© 2009 University of Chicago Library
Dodd, William E. Papers
0.3 linear feet (3 folders)
Special Collections Research Center
William E. Dodd, historian, professor, author, and diplomat. The William E. Dodd Papers consist of one letter to Albert Burton Moore (1922), student's notes from Dodd's classes on American history, a speech, a typescript, and a reprint.
The collection is open for research.
When quoting material from this collection, the preferred citation is: Dodd, William E. Papers, [Box #, Folder #], Special Collections Research Center, University of Chicago Library
William Edward Dodd was born in 1869 in Clayton, North Carolina. He was professor of history at Randolph-Macon College (1900–1908) and at the University of Chicago (1908–1933). From June,1933, to Dec., 1937, he was ambassador to Germany. While Dodd had enjoyed his school years in Leipzig, he eventually became a strong critic of Hitler’s.
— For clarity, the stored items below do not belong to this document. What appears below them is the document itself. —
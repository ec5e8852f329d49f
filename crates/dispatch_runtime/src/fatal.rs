use tracing::error;

use crate::error::UnresolvableSymbol;

/// What a context does when a dispatched call cannot be resolved.
///
/// The call has no meaningful return value to fall back on, so both policies diverge.
#[derive(Debug, Clone, Copy, Default, PartialEq, Eq)]
pub enum FatalPolicy {
	/// Log, print the diagnostic to stderr and abort the process.
	#[default]
	Abort,
	/// Unwind with the [`UnresolvableSymbol`] as the panic payload, so an embedding host
	/// can `catch_unwind` and downcast it.
	Panic,
}

impl FatalPolicy {
	pub fn fail(self, err: UnresolvableSymbol) -> ! {
		error!(function = %err.function, cause = ?err.cause, "dispatch.unresolvable");
		match self {
			Self::Abort => {
				eprintln!("{err}");
				std::process::abort()
			}
			Self::Panic => std::panic::panic_any(err),
		}
	}
}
Dodd’s historical writings reflect his devotion to democracy, and he inspired a whole school of historians, who carried on his Jeffersonian and Wilsonian ideals.
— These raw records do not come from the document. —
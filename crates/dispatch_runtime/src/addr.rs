use std::ffi::c_void;
use std::fmt;
use std::num::NonZeroUsize;

/// A resolved, non-null function address.
#[derive(Clone, Copy, PartialEq, Eq, Hash)]
#[repr(transparent)]
pub struct ProcAddr(NonZeroUsize);

impl ProcAddr {
	/// Returns `None` for zero, the "not found" answer of every lookup path.
	pub const fn new(raw: usize) -> Option<Self> {
		match NonZeroUsize::new(raw) {
			Some(raw) => Some(Self(raw)),
			None => None,
		}
	}

	pub fn from_ptr(ptr: *const c_void) -> Option<Self> {
		Self::new(ptr as usize)
	}

	pub const fn get(self) -> usize {
		self.0.get()
	}

	pub fn as_ptr(self) -> *const c_void {
		self.0.get() as *const c_void
	}

	/// Reinterprets the address as a function pointer type.
	///
	/// # Safety
	///
	/// `F` must be a pointer-sized function pointer type whose signature and ABI match
	/// the function at this address.
	pub unsafe fn cast<F: Copy>(self) -> F {
		assert_eq!(size_of::<F>(), size_of::<usize>(), "ProcAddr::cast target must be pointer-sized");
		let ptr = self.as_ptr();
		// SAFETY: sizes checked above; signature correctness is the caller's contract.
		unsafe { std::mem::transmute_copy::<*const c_void, F>(&ptr) }
	}
}

impl fmt::Debug for ProcAddr {
	fn fmt(&self, f: &mut fmt::Formatter<'_>) -> fmt::Result {
		write!(f, "ProcAddr({:#x})", self.0)
	}
}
Dodd’s works include The Cotton Kingdom; a Chronicle of the Old South (1921), Statesmen of the old South; or, From Radicalism to Conservative Revolt (1926), Woodrow Wilson and his Work (1920), Ambassador Dodd's diary, 1933-1938, The old South; Struggles for Democracy (1937), and Jefferson Davis (1907; 1966).
William E. Dodd died in 1940.
The William E. Dodd Papers consist of one letter to Albert Burton Moore (1922), student's notes from Dodd's classes on American history, a speech, a typescript, and a reprint.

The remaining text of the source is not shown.